I will get the Fastcap for finish, from all the good response and how people here have had great experience.


Now is the Kobalt tape measure good? I don't now, I like new things, no hassle returns are a plus, usually I like long tapes so 16' is new, Kobalt also provides numbers that blind people may read. I only know Kobalt as my #1 utility knife provider. I have one Kobalt knife with 3 different flipping blades... this thing makes drywall scream bloody murder! :laughing:


----------



## bconley (Mar 8, 2009)

I have tried quite a few but always go back to Stanley powerlock they are cheap enough that you can always have a new one and I can read them from both sides unlike the Fastcaps. I do like the flat tape.

Bill


----------



## A-RON (Oct 29, 2009)

bconley said:


> I have tried quite a few but always go back to Stanley powerlock they are cheap enough that you can always have a new one and I can read them from both sides unlike the Fastcaps. I do like the flat tape.
> 
> Bill


Yeah the Fastcap flat tape is what I have in mind.

When I saw the 35' Fatmax then the price tage "$35" I laughed.


----------



## soopa (Nov 3, 2009)

Komelon Self Lock (Green) for me. They lock by default, the button retracts... opposite of a traditional tape. Plus I like the bright green color, stands out in a tool pail. They're cheap too... ~$5 for a 25 footer at Lowes.


----------



## A-RON (Oct 29, 2009)

soopa said:


> Komelon Self Lock (Green) for me. They lock by default, the button retracts... opposite of a traditional tape. Plus I like the bright green color, stands out in a tool pail. They're cheap too... ~$5 for a 25 footer at Lowes.


I tried the Komelon Self Lock too. The tape measure never seemed to die, mine was completely scratched and ripped before it broke. The only problem I would say would be it's recoil, when mine got wet it wouldn't go back completely well, what broke it was measuring at 24' with a 25' Komelon :laughing:


----------



## music_man185 (Aug 9, 2010)

i'm putting a little more thought into getting another tape to use just for finish work. i've always used my fatmax, but i think i could probably benefit from having a smaller tape for smaller things like inside corner, quarter round, etc. i also really like the idea of having a built in pencil sharpener and writable surface.

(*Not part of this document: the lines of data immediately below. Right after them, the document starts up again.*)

//! Turning recall trajectories into images, CSV and terminal charts

use crate::config::RenderConfig;
use crate::pattern::{BipolarVector, PatternShape};
use crate::trajectory::RecallTrajectory;
use crate::{AssocMemError, Result};
use image::imageops::{self, FilterType};
use image::GrayImage;
use rayon::prelude::*;
use std::path::{Path, PathBuf};

/// Luma level for `+1` units
pub const ACTIVE_LEVEL: u8 = 255;
/// Luma level for `-1` units
pub const INACTIVE_LEVEL: u8 = 0;

/// Lower edge of the overlap chart
pub const CHART_Y_MIN: f64 = -1.0;
/// Upper edge of the overlap chart, slightly above 1 so a perfect recall is
/// not drawn on the border
pub const CHART_Y_MAX: f64 = 1.01;

/// Reshape a state into a grayscale image, `+1` white and `-1` black
///
/// # Errors
///
/// `DimensionMismatch` if the state does not have `shape.len()` units.
pub fn state_to_luma(state: &BipolarVector, shape: PatternShape) -> Result<GrayImage> {
    if state.len() != shape.len() {
        return Err(AssocMemError::DimensionMismatch {
            expected: shape.len(),
            actual: state.len(),
        });
    }

    let pixels: Vec<u8> = state
        .iter()
        .map(|v| if v > 0 { ACTIVE_LEVEL } else { INACTIVE_LEVEL })
        .collect();

    GrayImage::from_raw(shape.width as u32, shape.height as u32, pixels).ok_or(
        AssocMemError::DimensionMismatch {
            expected: shape.len(),
            actual: state.len(),
        },
    )
}

/// Scale `image` to fit inside `out_width x out_height` keeping its aspect
/// ratio, then centre it on a black canvas of exactly that size
///
/// Scaled sizes are truncated, never rounded up. Nearest-neighbour sampling
/// keeps every pixel at 0 or 255.
pub fn letterbox(image: &GrayImage, out_width: u32, out_height: u32) -> GrayImage {
    let mut canvas = GrayImage::new(out_width, out_height);
    let (width, height) = image.dimensions();
    if width == 0 || height == 0 || out_width == 0 || out_height == 0 {
        return canvas;
    }

    let scale = f64::min(
        out_width as f64 / width as f64,
        out_height as f64 / height as f64,
    );
    let scaled_width = ((width as f64 * scale).floor() as u32).clamp(1, out_width);
    let scaled_height = ((height as f64 * scale).floor() as u32).clamp(1, out_height);

    let resized = imageops::resize(image, scaled_width, scaled_height, FilterType::Nearest);
    let x = (out_width - scaled_width) / 2;
    let y = (out_height - scaled_height) / 2;
    imageops::replace(&mut canvas, &resized, i64::from(x), i64::from(y));
    canvas
}

/// Render every step of `trajectory` as `frame_NNNN.png` inside `dir`
///
/// The directory is created if missing. Frames are encoded in parallel and
/// returned in step order.
pub fn write_frames(
    trajectory: &RecallTrajectory,
    shape: PatternShape,
    dir: impl AsRef<Path>,
    config: &RenderConfig,
) -> Result<Vec<PathBuf>> {
    config.validate()?;
    let dir = dir.as_ref();
    std::fs::create_dir_all(dir)?;

    let paths = trajectory
        .steps()
        .par_iter()
        .enumerate()
        .map(|(step, recorded)| -> Result<PathBuf> {
            let frame = letterbox(
                &state_to_luma(&recorded.state, shape)?,
                config.frame_width,
                config.frame_height,
            );
            let path = dir.join(format!("frame_{:04}.png", step));
            frame
                .save(&path)
                .map_err(|e| AssocMemError::Io(std::io::Error::new(std::io::ErrorKind::Other, e)))?;
            Ok(path)
        })
        .collect::<Result<Vec<_>>>()?;

    tracing::info!(frames = paths.len(), dir = %dir.display(), "wrote recall frames");
    Ok(paths)
}

/// `step,overlap` CSV, one row per recorded state
pub fn overlap_csv(trajectory: &RecallTrajectory) -> Result<String> {
    let mut wtr = csv::Writer::from_writer(vec![]);
    wtr.write_record(["step", "overlap"])
        .map_err(std::io::Error::from)?;
    for (step, recorded) in trajectory.steps().iter().enumerate() {
        wtr.write_record([step.to_string(), recorded.overlap.to_string()])
            .map_err(std::io::Error::from)?;
    }

    let bytes = wtr.into_inner().map_err(|e| e.into_error())?;
    String::from_utf8(bytes)
        .map_err(|e| AssocMemError::Io(std::io::Error::new(std::io::ErrorKind::InvalidData, e)))
}

/// ASCII plot of overlap against step
///
/// The y axis spans [`CHART_Y_MIN`, `CHART_Y_MAX`]. Series longer than
/// `width` are subsampled evenly, always keeping the first and last step.
pub fn overlap_chart(overlaps: &[f64], width: usize, height: usize) -> String {
    if overlaps.is_empty() || width == 0 || height < 2 {
        return String::new();
    }

    let columns = overlaps.len().min(width);
    let span = CHART_Y_MAX - CHART_Y_MIN;
    let mut grid = vec![vec![' '; columns]; height];

    for col in 0..columns {
        let idx = if columns == 1 {
            0
        } else {
            col * (overlaps.len() - 1) / (columns - 1)
        };
        let m = overlaps[idx].clamp(CHART_Y_MIN, CHART_Y_MAX);
        let row = (((CHART_Y_MAX - m) / span * (height - 1) as f64).round() as usize)
            .min(height - 1);
        grid[row][col] = '*';
    }

    let mut out = String::new();
    for (r, line) in grid.iter().enumerate() {
        let label = if r == 0 || r == height - 1 {
            let y = CHART_Y_MAX - span * r as f64 / (height - 1) as f64;
            format!("{:>6.2}", y)
        } else {
            " ".repeat(6)
        };
        out.push_str(&label);
        out.push_str(" |");
        out.extend(line.iter());
        out.push('\n');
    }
    out.push_str(&format!("{} +{}\n", " ".repeat(6), "-".repeat(columns)));
    out.push_str(&format!(
        "{}  step 0..{}\n",
        " ".repeat(6),
        overlaps.len() - 1
    ));
    out
}

/// Output name `<stem>_P_<p>_M0_<m0>` for a run on `image_path`
///
/// `m0` is printed with at least one decimal, so `1.0` stays `1.0`.
pub fn output_stem(image_path: impl AsRef<Path>, patterns: usize, m0: f64) -> String {
    let stem = image_path
        .as_ref()
        .file_stem()
        .map(|s| s.to_string_lossy().into_owned())
        .unwrap_or_else(|| "pattern".to_string());
    format!("{}_P_{}_M0_{:?}", stem, patterns, m0)
}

after looking at a few fastcaps, i think i would be happiest with the plain ol PS-16 since it most closely resembles the kind of tape i've always used. it doesn't have any metric measurements and it doesn't label each mark down to the 16th. i just can't find anything that says it has the built in pencil sharpener on it. can anyone comment on this particular model?


----------



## Andrew M. (May 25, 2008)

The Kobalt are very accurate esp. using the reverse side. I use the 16'. Also like the Komelon in smaller sizes. Any issues, Lowe's will replace them, lifetime warranty, no arguing needed. Again the steep curve ,makes Fax max not accurate , only good for rough measuring, and I do not like tilting the blade either, not accurate doing that and they slip off work end often when tilted. The back side of the Kobalt is super for carpentry, no tilting needed.


----------



## Anderson (Sep 7, 2009)

I also like the fastcap, I go with the story pole one. (orange)
Just picked up another the other day $9.
Except the belt clip is no longer spring loaded, just a clip.


----------



## J.C. (Sep 28, 2009)

I've tried a few more tape measures since I first responded to this post and this is my new favorite. It wouldn't be the best choice for a framer but it works for what I do. :thumbsup:


----------